YOUR TASK: In the data below, one line contains "value.unwrap_or(CellValue::Null)" and a later one contains "else if *code". Print both, with every line between them, exactly and alone.

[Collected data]
⁂

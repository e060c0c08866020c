//! PostgreSQL driver using `tokio-postgres` and `deadpool`.
//!
//! One pool per distinct set of credentials, created on first use and keyed by the
//! credential fingerprint. Plans and executions run inside a read-only transaction
//! with a transaction-local `statement_timeout`; the transaction is never committed.

use crate::database::pool::{PoolConfig, PoolMetrics};
use crate::database::result::*;
use crate::database::traits::{ConnectionFactory, SchemaIntrospector};
use crate::error::{ConnectFailure, DatabaseError, DbResult};
use crate::session::{ConnectionCredentials, TlsMode};
use async_trait::async_trait;
use chrono::{DateTime, NaiveDate, NaiveDateTime, NaiveTime, Utc};
use dashmap::DashMap;
use deadpool_postgres::{
    Config as DeadpoolConfig, ManagerConfig, Object, Pool, PoolError, RecyclingMethod, Runtime,
    SslMode, Timeouts,
};
use rust_decimal::Decimal;
use std::sync::Arc;
use std::time::Duration;
use tokio::time::timeout;
use tokio_postgres::error::SqlState;
use tokio_postgres::types::FromSql;
use tokio_postgres::NoTls;
use tracing::{debug, info, instrument, warn};

const APPLICATION_NAME: &str = "askdb-mcp";

/// Extra time granted past `statement_timeout` before the client gives up.
const CLIENT_TIMEOUT_GRACE: Duration = Duration::from_secs(5);

const SCHEMA_QUERY: &str = r#"
    SELECT
        c.table_schema::text AS table_schema,
        c.table_name::text AS table_name,
        c.column_name::text AS column_name,
        c.data_type::text AS data_type
    FROM information_schema.columns c
    WHERE c.table_schema NOT IN ('pg_catalog', 'information_schema')
      AND c.table_schema NOT LIKE 'pg_toast%'
      AND c.table_schema NOT LIKE 'pg_temp%'
    ORDER BY c.table_schema, c.table_name, c.ordinal_position
"#;

/// PostgreSQL database driver.
pub struct PostgresDriver {
    pools: DashMap<String, Pool>,
    config: PoolConfig,
    metrics: Arc<PoolMetrics>,
}

impl PostgresDriver {
    pub fn new(config: PoolConfig) -> Self {
        Self {
            pools: DashMap::new(),
            config,
            metrics: Arc::new(PoolMetrics::new()),
        }
    }

    pub fn metrics(&self) -> Arc<PoolMetrics> {
        Arc::clone(&self.metrics)
    }

    /// Number of live per-credential pools.
    pub fn pool_count(&self) -> usize {
        self.pools.len()
    }

    fn pool_for(&self, credentials: &ConnectionCredentials) -> DbResult<Pool> {
        if credentials.tls_mode == TlsMode::Require {
            return Err(DatabaseError::ConnectionFailed {
                kind: ConnectFailure::TlsUnavailable,
                detail: "sslmode=require is not supported by this server".into(),
            });
        }

        let key = credentials.fingerprint();
        if let Some(pool) = self.pools.get(&key) {
            return Ok(pool.value().clone());
        }

        let pool = self.create_pool(credentials)?;
        let pool = self.pools.entry(key).or_insert(pool).value().clone();
        Ok(pool)
    }

    fn create_pool(&self, credentials: &ConnectionCredentials) -> DbResult<Pool> {
        let mut cfg = DeadpoolConfig::new();
        cfg.host = Some(credentials.host.clone());
        cfg.port = Some(credentials.port);
        cfg.dbname = Some(credentials.database.clone());
        cfg.user = Some(credentials.user.clone());
        cfg.password = Some(credentials.password.clone());
        cfg.application_name = Some(APPLICATION_NAME.into());
        cfg.connect_timeout = Some(self.config.connection_timeout);
        cfg.ssl_mode = Some(match credentials.tls_mode {
            TlsMode::Disable => SslMode::Disable,
            TlsMode::Prefer | TlsMode::Require => SslMode::Prefer,
        });
        cfg.manager = Some(ManagerConfig {
            recycling_method: RecyclingMethod::Fast,
        });
        let mut timeouts = Timeouts::default();
        timeouts.wait = Some(self.config.connection_timeout);
        timeouts.create = Some(self.config.connection_timeout);
        timeouts.recycle = Some(self.config.recycle_timeout);
        let mut pool_config = deadpool_postgres::PoolConfig::new(self.config.max_size as usize);
        pool_config.timeouts = timeouts;
        cfg.pool = Some(pool_config);

        let pool = cfg
            .create_pool(Some(Runtime::Tokio1), NoTls)
            .map_err(|e| DatabaseError::ConnectionFailed {
                kind: ConnectFailure::Other,
                detail: e.to_string(),
            })?;

        self.metrics.record_pool_created();
        info!(
            endpoint = %credentials.display_target(),
            max_size = self.config.max_size,
            "PostgreSQL connection pool created"
        );
        Ok(pool)
    }

    fn evict(&self, credentials: &ConnectionCredentials) {
        if self.pools.remove(&credentials.fingerprint()).is_some() {
            self.metrics.record_pool_evicted();
            debug!(endpoint = %credentials.display_target(), "Evicted connection pool");
        }
    }

    async fn connection(&self, credentials: &ConnectionCredentials) -> DbResult<Object> {
        let pool = self.pool_for(credentials)?;
        pool.get().await.map_err(|e| {
            self.metrics.record_connection_error();
            classify_pool_error(e)
        })
    }

    fn statement_timeout_ms(&self) -> u64 {
        self.config.query_timeout.as_millis() as u64
    }

    async fn with_deadline<T, F>(&self, fut: F) -> DbResult<T>
    where
        F: std::future::Future<Output = DbResult<T>>,
    {
        let deadline = self.config.query_timeout + CLIENT_TIMEOUT_GRACE;
        timeout(deadline, fut)
            .await
            .map_err(|_| DatabaseError::Timeout(deadline.as_millis() as u64))?
    }

    fn query_error(&self, err: tokio_postgres::Error) -> DatabaseError {
        self.metrics.record_query_error();
        if err.code() == Some(&SqlState::QUERY_CANCELED) {
            return DatabaseError::Timeout(self.statement_timeout_ms());
        }
        DatabaseError::QueryFailed(summarize(&err))
    }

    /// Convert a PostgreSQL row to our Row type.
    fn convert_row(pg_row: &tokio_postgres::Row, columns: &[Column]) -> Row {
        let mut row = Row::with_capacity(columns.len());
        for (i, col) in columns.iter().enumerate() {
            row.push(col.name.clone(), Self::get_cell_value(pg_row, i, &col.data_type));
        }
        row
    }

    /// Extract a cell by the column's PostgreSQL type name.
    fn get_cell_value(row: &tokio_postgres::Row, index: usize, data_type: &str) -> CellValue {
        let value = match data_type {
            "bool" => opt::<bool>(row, index).map(CellValue::Bool),
            "int2" => opt::<i16>(row, index).map(|v| CellValue::Int(v as i64)),
            "int4" => opt::<i32>(row, index).map(|v| CellValue::Int(v as i64)),
            "int8" => opt::<i64>(row, index).map(CellValue::Int),
            "oid" => opt::<u32>(row, index).map(|v| CellValue::Int(v as i64)),
            "float4" => opt::<f32>(row, index).map(|v| CellValue::Float(v as f64)),
            "float8" => opt::<f64>(row, index).map(CellValue::Float),
            "numeric" => opt::<Decimal>(row, index).map(CellValue::Decimal),
            "date" => opt::<NaiveDate>(row, index).map(CellValue::Date),
            "time" => opt::<NaiveTime>(row, index).map(CellValue::Time),
            "timestamp" => opt::<NaiveDateTime>(row, index).map(CellValue::Timestamp),
            "timestamptz" => opt::<DateTime<Utc>>(row, index).map(CellValue::TimestampTz),
            "json" | "jsonb" => opt::<serde_json::Value>(row, index).map(CellValue::Json),
            "uuid" => opt::<uuid::Uuid>(row, index).map(|v| CellValue::String(v.to_string())),
            "bytea" => opt::<Vec<u8>>(row, index).map(CellValue::Bytes),
            _ => opt::<String>(row, index).map(CellValue::String),
        };
        value.unwrap_or(CellValue::Null)
    }
}

fn opt<'a, T: FromSql<'a>>(row: &'a tokio_postgres::Row, index: usize) -> Option<T> {
    row.try_get::<_, Option<T>>(index).ok().flatten()
}

/// Engine message plus SQLSTATE, without connection details.
fn summarize(err: &tokio_postgres::Error) -> String {
    match err.as_db_error() {
        Some(db) => format!("{} (SQLSTATE {})", db.message(), db.code().code()),
        None => err.to_string(),
    }
}

fn classify_connect_error(err: &tokio_postgres::Error) -> ConnectFailure {
    if let Some(code) = err.code() {
        return if *code == SqlState::INVALID_PASSWORD
            || *code == SqlState::INVALID_AUTHORIZATION_SPECIFICATION
        {
            ConnectFailure::AuthenticationFailed
        } else if *code == SqlState::INVALID_CATALOG_NAME {
            ConnectFailure::UnknownDatabase
        } else {
            ConnectFailure::Other
        };
    }

    match std::error::Error::source(err).and_then(|s| s.downcast_ref::<std::io::Error>()) {
        Some(io) if io.kind() == std::io::ErrorKind::TimedOut => ConnectFailure::TimedOut,
        Some(_) => ConnectFailure::Unreachable,
        None => ConnectFailure::Other,
    }
}

fn classify_pool_error(err: PoolError) -> DatabaseError {
    match err {
        PoolError::Timeout(_) => DatabaseError::ConnectionFailed {
            kind: ConnectFailure::TimedOut,
            detail: "timed out waiting for a connection".into(),
        },
        PoolError::Backend(e) => DatabaseError::ConnectionFailed {
            kind: classify_connect_error(&e),
            detail: summarize(&e),
        },
        PoolError::Closed => DatabaseError::PoolExhausted,
        other => DatabaseError::ConnectionFailed {
            kind: ConnectFailure::Other,
            detail: other.to_string(),
        },
    }
}

#[async_trait]
impl ConnectionFactory for PostgresDriver {
    fn name(&self) -> &'static str {
        "postgres"
    }

    #[instrument(skip(self, credentials), fields(db = "postgres", endpoint = %credentials.display_target()))]
    async fn probe(&self, credentials: &ConnectionCredentials) -> DbResult<()> {
        let result = async {
            let client = self.connection(credentials).await?;
            client
                .simple_query("SELECT 1")
                .await
                .map_err(|e| DatabaseError::ConnectionFailed {
                    kind: classify_connect_error(&e),
                    detail: summarize(&e),
                })?;
            Ok(())
        }
        .await;

        if let Err(err) = &result {
            warn!(error = %err, "Connection probe failed");
            self.evict(credentials);
        }
        result
    }

    #[instrument(skip(self, credentials, sql), fields(db = "postgres"))]
    async fn explain(
        &self,
        credentials: &ConnectionCredentials,
        sql: &str,
    ) -> DbResult<ExecutionPlan> {
        self.metrics.record_plan_requested();
        let explain_query = format!("EXPLAIN {sql}");

        self.with_deadline(async {
            let mut client = self.connection(credentials).await?;
            let tx = client
                .build_transaction()
                .read_only(true)
                .start()
                .await
                .map_err(|e| self.query_error(e))?;
            tx.batch_execute(&format!(
                "SET LOCAL statement_timeout = {}",
                self.statement_timeout_ms()
            ))
            .await
            .map_err(|e| self.query_error(e))?;

            let rows = tx
                .query(explain_query.as_str(), &[])
                .await
                .map_err(|e| self.query_error(e))?;
            let lines = rows
                .iter()
                .filter_map(|r| r.try_get::<_, String>(0).ok())
                .collect();

            // Dropping the transaction rolls it back.
            Ok(ExecutionPlan::from_text(lines))
        })
        .await
    }

    #[instrument(skip(self, credentials, sql), fields(db = "postgres"))]
    async fn execute(
        &self,
        credentials: &ConnectionCredentials,
        sql: &str,
    ) -> DbResult<QueryResult> {
        self.with_deadline(async {
            let mut client = self.connection(credentials).await?;
            let tx = client
                .build_transaction()
                .read_only(true)
                .start()
                .await
                .map_err(|e| self.query_error(e))?;
            tx.batch_execute(&format!(
                "SET LOCAL statement_timeout = {}",
                self.statement_timeout_ms()
            ))
            .await
            .map_err(|e| self.query_error(e))?;

            let stmt = tx.prepare(sql).await.map_err(|e| self.query_error(e))?;
            let pg_rows = tx.query(&stmt, &[]).await.map_err(|e| self.query_error(e))?;

            let columns: Vec<Column> = stmt
                .columns()
                .iter()
                .map(|c| Column::new(c.name(), c.type_().name()))
                .collect();
            let rows: Vec<Row> = pg_rows
                .iter()
                .map(|r| Self::convert_row(r, &columns))
                .collect();

            self.metrics.record_query_executed();
            debug!(rows = rows.len(), "Query executed");
            Ok(QueryResult::new(columns, rows))
        })
        .await
    }
}

#[async_trait]
impl SchemaIntrospector for PostgresDriver {
    #[instrument(skip(self, credentials), fields(db = "postgres"))]
    async fn schema_summary(&self, credentials: &ConnectionCredentials) -> DbResult<SchemaSummary> {
        let rows = self
            .with_deadline(async {
                let client = self.connection(credentials).await?;
                client
                    .query(SCHEMA_QUERY, &[])
                    .await
                    .map_err(|e| self.query_error(e))
            })
            .await?;

        let mut tables: Vec<TableSummary> = Vec::new();
        for row in &rows {
            let schema: String = row.try_get(0).map_err(|e| self.query_error(e))?;
            let table: String = row.try_get(1).map_err(|e| self.query_error(e))?;
            let column = Column::new(
                row.try_get::<_, String>(2).map_err(|e| self.query_error(e))?,
                row.try_get::<_, String>(3).map_err(|e| self.query_error(e))?,
            );

            match tables.last_mut() {
                Some(last) if last.schema == schema && last.name == table => {
                    last.columns.push(column)
                }
                _ => tables.push(TableSummary {
                    schema,
                    name: table,
                    columns: vec![column],
                }),
            }
        }

        debug!(tables = tables.len(), "Schema introspected");
        Ok(SchemaSummary::new(tables))
    }
}
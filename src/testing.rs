//! In-memory collaborators for unit and pipeline tests.

use crate::database::{
    CellValue, Column, ConnectionFactory, ExecutionPlan, QueryResult, Row, SchemaIntrospector,
    SchemaSummary, TableSummary,
};
use crate::error::{ConnectFailure, DatabaseError, DbResult, GenerationError};
use crate::generation::{Generation, SqlGenerator};
use crate::session::ConnectionCredentials;
use async_trait::async_trait;
use parking_lot::Mutex;
use std::sync::atomic::{AtomicUsize, Ordering};

pub(crate) fn customers_credentials() -> ConnectionCredentials {
    ConnectionCredentials::new("db.internal", 5432, "reader", "s3cret", "shop")
}

/// Fake database with a `customers` table. Records every call it receives.
#[derive(Default)]
pub(crate) struct FakeDatabase {
    schema: SchemaSummary,
    result: QueryResult,
    plan_cost: Option<f64>,
    probe_failure: Option<ConnectFailure>,
    schema_failure: Option<String>,
    explain_failure: Option<String>,
    execute_failure: Option<String>,
    probes: AtomicUsize,
    schema_fetches: AtomicUsize,
    explains: AtomicUsize,
    executes: AtomicUsize,
    executed: Mutex<Vec<String>>,
}

impl FakeDatabase {
    pub(crate) fn customers() -> Self {
        let schema = SchemaSummary::new(vec![TableSummary {
            schema: "public".into(),
            name: "customers".into(),
            columns: vec![Column::new("id", "integer"), Column::new("name", "text")],
        }]);

        let rows = ["Ada", "Grace", "Linus"]
            .into_iter()
            .map(|name| {
                let mut row = Row::new();
                row.push("name", CellValue::String(name.into()));
                row
            })
            .collect();

        Self {
            schema,
            result: QueryResult::new(vec![Column::new("name", "text")], rows),
            plan_cost: Some(12.5),
            ..Default::default()
        }
    }

    pub(crate) fn fail_probe(mut self, kind: ConnectFailure) -> Self {
        self.probe_failure = Some(kind);
        self
    }

    pub(crate) fn fail_schema(mut self, message: &str) -> Self {
        self.schema_failure = Some(message.into());
        self
    }

    pub(crate) fn fail_explain(mut self, message: &str) -> Self {
        self.explain_failure = Some(message.into());
        self
    }

    pub(crate) fn fail_execute(mut self, message: &str) -> Self {
        self.execute_failure = Some(message.into());
        self
    }

    pub(crate) fn with_plan_cost(mut self, cost: f64) -> Self {
        self.plan_cost = Some(cost);
        self
    }

    pub(crate) fn probe_count(&self) -> usize {
        self.probes.load(Ordering::SeqCst)
    }

    pub(crate) fn schema_fetch_count(&self) -> usize {
        self.schema_fetches.load(Ordering::SeqCst)
    }

    pub(crate) fn explain_count(&self) -> usize {
        self.explains.load(Ordering::SeqCst)
    }

    pub(crate) fn execute_count(&self) -> usize {
        self.executes.load(Ordering::SeqCst)
    }

    pub(crate) fn executed(&self) -> Vec<String> {
        self.executed.lock().clone()
    }
}

#[async_trait]
impl ConnectionFactory for FakeDatabase {
    fn name(&self) -> &'static str {
        "fake"
    }

    async fn probe(&self, _credentials: &ConnectionCredentials) -> DbResult<()> {
        self.probes.fetch_add(1, Ordering::SeqCst);
        match self.probe_failure {
            Some(kind) => Err(DatabaseError::ConnectionFailed {
                kind,
                detail: format!("probe refused: {kind}"),
            }),
            None => Ok(()),
        }
    }

    async fn explain(&self, _credentials: &ConnectionCredentials, _sql: &str) -> DbResult<ExecutionPlan> {
        self.explains.fetch_add(1, Ordering::SeqCst);
        if let Some(message) = &self.explain_failure {
            return Err(DatabaseError::QueryFailed(message.clone()));
        }
        let cost = self.plan_cost.unwrap_or_default();
        Ok(ExecutionPlan::from_text(vec![format!(
            "Limit  (cost=0.00..{cost:.2} rows=3 width=32)"
        )]))
    }

    async fn execute(&self, _credentials: &ConnectionCredentials, sql: &str) -> DbResult<QueryResult> {
        self.executes.fetch_add(1, Ordering::SeqCst);
        self.executed.lock().push(sql.to_string());
        if let Some(message) = &self.execute_failure {
            return Err(DatabaseError::QueryFailed(message.clone()));
        }
        Ok(self.result.clone())
    }
}

#[async_trait]
impl SchemaIntrospector for FakeDatabase {
    async fn schema_summary(&self, _credentials: &ConnectionCredentials) -> DbResult<SchemaSummary> {
        self.schema_fetches.fetch_add(1, Ordering::SeqCst);
        if let Some(message) = &self.schema_failure {
            return Err(DatabaseError::QueryFailed(message.clone()));
        }
        Ok(self.schema.clone())
    }
}

/// Generator that always gives the same scripted reply.
pub(crate) struct StubGenerator {
    reply: Result<Generation, String>,
    calls: AtomicUsize,
    questions: Mutex<Vec<String>>,
}

impl StubGenerator {
    pub(crate) fn sql(sql: &str) -> Self {
        Self::with_reply(Ok(Generation::Candidate(sql.into())))
    }

    pub(crate) fn unanswerable() -> Self {
        Self::with_reply(Ok(Generation::Unanswerable))
    }

    pub(crate) fn failing(message: &str) -> Self {
        Self::with_reply(Err(message.into()))
    }

    fn with_reply(reply: Result<Generation, String>) -> Self {
        Self {
            reply,
            calls: AtomicUsize::new(0),
            questions: Mutex::new(Vec::new()),
        }
    }

    pub(crate) fn call_count(&self) -> usize {
        self.calls.load(Ordering::SeqCst)
    }

    pub(crate) fn questions(&self) -> Vec<String> {
        self.questions.lock().clone()
    }
}

#[async_trait]
impl SqlGenerator for StubGenerator {
    async fn generate(
        &self,
        _schema: &SchemaSummary,
        question: &str,
    ) -> Result<Generation, GenerationError> {
        self.calls.fetch_add(1, Ordering::SeqCst);
        self.questions.lock().push(question.to_string());
        match &self.reply {
            Ok(generation) => Ok(generation.clone()),
            Err(message) => Err(GenerationError::Transport(message.clone())),
        }
    }
}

⁂

RESULT FOR THIS TASK:
        value.unwrap_or(CellValue::Null)
    }
}

fn opt<'a, T: FromSql<'a>>(row: &'a tokio_postgres::Row, index: usize) -> Option<T> {
    row.try_get::<_, Option<T>>(index).ok().flatten()
}

/// Engine message plus SQLSTATE, without connection details.
fn summarize(err: &tokio_postgres::Error) -> String {
    match err.as_db_error() {
        Some(db) => format!("{} (SQLSTATE {})", db.message(), db.code().code()),
        None => err.to_string(),
    }
}

fn classify_connect_error(err: &tokio_postgres::Error) -> ConnectFailure {
    if let Some(code) = err.code() {
        return if *code == SqlState::INVALID_PASSWORD
            || *code == SqlState::INVALID_AUTHORIZATION_SPECIFICATION
        {
            ConnectFailure::AuthenticationFailed
        } else if *code == SqlState::INVALID_CATALOG_NAME {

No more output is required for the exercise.